Requirement | Your task is to repeat exactly the lines below between the line holding "pub const EMBEDDING_REQUEST_TIMEOUT_MS: u64" and the line holding "connection pool size.", inclusive, and only those.

Supplied records |

****

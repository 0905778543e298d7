/// Default configuration constants used across the system.

/// Default gateway port.
pub const DEFAULT_GATEWAY_PORT: u16 = 18790;

/// Default embedding model.
pub const DEFAULT_EMBEDDING_MODEL: &str = "text-embedding-3-small";

/// Dimension of `text-embedding-3-small`.
pub const DEFAULT_EMBEDDING_DIMENSIONS: usize = 1536;

/// Dimension used by the local hashing embedder.
pub const DEFAULT_LOCAL_EMBEDDING_DIMENSIONS: usize = 384;

/// Default OpenAI-compatible API base URL.
pub const DEFAULT_OPENAI_BASE_URL: &str = "https://api.openai.com/v1";

/// Default Anthropic API base URL.
pub const DEFAULT_ANTHROPIC_BASE_URL: &str = "https://api.anthropic.com";

/// Provider input limit for the default embedding model.
pub const DEFAULT_EMBEDDING_MAX_INPUT_TOKENS: usize = 8191;

/// Default embedding chunk size in tokens.
pub const DEFAULT_CHUNK_TOKENS: u32 = 256;

/// Default embedding chunk overlap.
pub const DEFAULT_CHUNK_OVERLAP: u32 = 32;

/// Texts sent per embedding request.
pub const EMBEDDING_BATCH_SIZE: usize = 64;

/// Default embedding index concurrency.
pub const EMBEDDING_INDEX_CONCURRENCY: usize = 4;

/// Default embedding retry max attempts.
pub const EMBEDDING_RETRY_MAX_ATTEMPTS: u32 = 3;

/// Default remote embedding request timeout.
pub const EMBEDDING_REQUEST_TIMEOUT_MS: u64 = 30_000;

/// Default retry backoff initial delay.
pub const DEFAULT_RETRY_INITIAL_MS: u64 = 500;

/// Default retry backoff max delay.
pub const DEFAULT_RETRY_MAX_MS: u64 = 10_000;

/// Default retry backoff factor.
pub const DEFAULT_RETRY_FACTOR: f64 = 2.0;

/// Default SQLite connection pool size.
pub const DEFAULT_INDEX_POOL_SIZE: u32 = 8;

/// How long to wait for a pooled connection before reporting the index unavailable.
pub const DEFAULT_INDEX_CONNECT_TIMEOUT_MS: u64 = 5_000;

/// Default number of search results.
pub const DEFAULT_TOP_K: u32 = 5;

/// Upper bound on `topK`.
pub const MAX_TOP_K: u32 = 50;

/// Number of chunks used to ground a chat response.
pub const DEFAULT_GROUNDING_TOP_K: u32 = 4;

/// Highlights attached to each search result.
pub const DEFAULT_HIGHLIGHT_COUNT: usize = 3;

/// Default fast-tier model.
pub const DEFAULT_FAST_MODEL: &str = "gpt-4o-mini";

/// Default deep-tier model.
pub const DEFAULT_DEEP_MODEL: &str = "claude-sonnet-4-6";

/// Roles that always mark a caller as internal.
pub const DEFAULT_INTERNAL_ROLES: &[&str] = &["admin", "owner", "staff", "internal", "operator"];

/// Message keywords that indicate internal operations.
pub const DEFAULT_COMPANION_KEYWORDS: &[&str] = &[
    "sop",
    "sops",
    "standard operating procedure",
    "escalation",
    "escalate",
    "webhook",
    "webhooks",
    "integration",
    "integrations",
    "api key",
    "internal",
    "playbook",
    "runbook",
    "zapier",
    "pipeline stage",
];

/// Message keywords that flag a request as urgent or high value.
pub const DEFAULT_ESCALATION_KEYWORDS: &[&str] = &[
    "urgent",
    "asap",
    "emergency",
    "lawsuit",
    "legal action",
    "chargeback",
    "cancel my account",
    "speak to a human",
    "talk to a human",
    "manager",
    "enterprise plan",
];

****

Result |
pub const EMBEDDING_REQUEST_TIMEOUT_MS: u64 = 30_000;

/// Default retry backoff initial delay.
pub const DEFAULT_RETRY_INITIAL_MS: u64 = 500;

/// Default retry backoff max delay.
pub const DEFAULT_RETRY_MAX_MS: u64 = 10_000;

/// Default retry backoff factor.
pub const DEFAULT_RETRY_FACTOR: f64 = 2.0;

/// Default SQLite connection pool size.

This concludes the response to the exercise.